To gain insight into cell competition, we conducted a genetic deficiency screen in Drosophila eye epithelia mosaic for scrib and wild-type cells. We identified the axon-guidance signaling system, Slit-Roundabout (Robo), as essential for proper scrib cell elimination. Heterozygosity for the secreted ligand slit or the transmembrane receptors robo1 or robo2, but not robo3, caused aberrant scrib clone overgrowth. Moreover, Slit-Robo antibodies accumulated around specific populations of apically extruding scrib cells. Through genetic perturbation of Slit-Robo within or around scrib clones, we demonstrate that Slit acts locally on Robos inside scrib cells to extrude the aberrant loser cells away from the main epithelium. One source of the Slit ligand required for scrib cell competition is scrib loser cells, suggesting that Slit-Robo signaling is autocrine in the context of scrib competition.

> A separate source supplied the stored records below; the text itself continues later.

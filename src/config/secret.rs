//! Secure credential handling using the secrecy crate
//!
//! Passwords for the DK service and the Unify platform are held as
//! [`SecretString`]s: the memory is zeroed on drop, `Debug` output is
//! redacted, and reading the value requires an explicit `expose_secret()`.
//!
//! # Example
//!
//! ```rust
//! use dkbridge::config::{SecretString, SecretValue};
//! use secrecy::{Secret, ExposeSecret};
//!
//! let password: SecretString = Secret::new(SecretValue::from("my-password".to_string()));
//! assert_eq!(password.expose_secret().as_ref(), "my-password");
//! assert!(!format!("{password:?}").contains("my-password"));
//! ```

use secrecy::{CloneableSecret, DebugSecret, Secret, SerializableSecret};
use serde::{Deserialize, Deserializer, Serialize, Serializer};
use zeroize::Zeroize;

/// Newtype wrapper for String that implements the required traits for Secret
#[derive(Clone, Debug, Zeroize)]
#[zeroize(drop)]
pub struct SecretValue(String);

impl CloneableSecret for SecretValue {}
impl DebugSecret for SecretValue {}
impl SerializableSecret for SecretValue {}

impl From<String> for SecretValue {
    fn from(s: String) -> Self {
        SecretValue(s)
    }
}

impl PartialEq<str> for SecretValue {
    fn eq(&self, other: &str) -> bool {
        self.0 == other
    }
}

impl AsRef<str> for SecretValue {
    fn as_ref(&self) -> &str {
        &self.0
    }
}

impl SecretValue {
    /// Check if the secret value is empty
    pub fn is_empty(&self) -> bool {
        self.0.is_empty()
    }
}

impl Serialize for SecretValue {
    fn serialize<S>(&self, serializer: S) -> Result<S::Ok, S::Error>
    where
        S: Serializer,
    {
        self.0.serialize(serializer)
    }
}

impl<'de> Deserialize<'de> for SecretValue {
    fn deserialize<D>(deserializer: D) -> Result<Self, D::Error>
    where
        D: Deserializer<'de>,
    {
        String::deserialize(deserializer).map(SecretValue)
    }
}

/// Type alias for a secret string
pub type SecretString = Secret<SecretValue>;

/// Helper function to create a SecretString from a String
///
/// # Example
///
/// ```rust
/// use dkbridge::config::secret_string;
///
/// let password = secret_string("my-password".to_string());
/// ```
#[inline]
pub fn secret_string(value: String) -> SecretString {
    Secret::new(SecretValue::from(value))
}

Surprisingly, while Robo-overexpression in scrib cells drastically enhanced apical extrusion of scrib clones, it also unexpectedly blocked scrib cell elimination. Instead, excessive extrusion merged scrib clones in the apical lumen and prevented proper cell competition. Thus, balanced Slit-Robo signaling and extrusion are essential for scrib cell competition and homeostasis. Notably, either loss or gain of Slit-Robo signaling is associated with various human epithelial cancers. Because cell competition also eliminates human cell lines mutant for scrib, epithelial Slit-Robo signaling could broadly enforce tumor-suppression and epithelial homeostasis through the removal of aberrant, precancerous loser cells.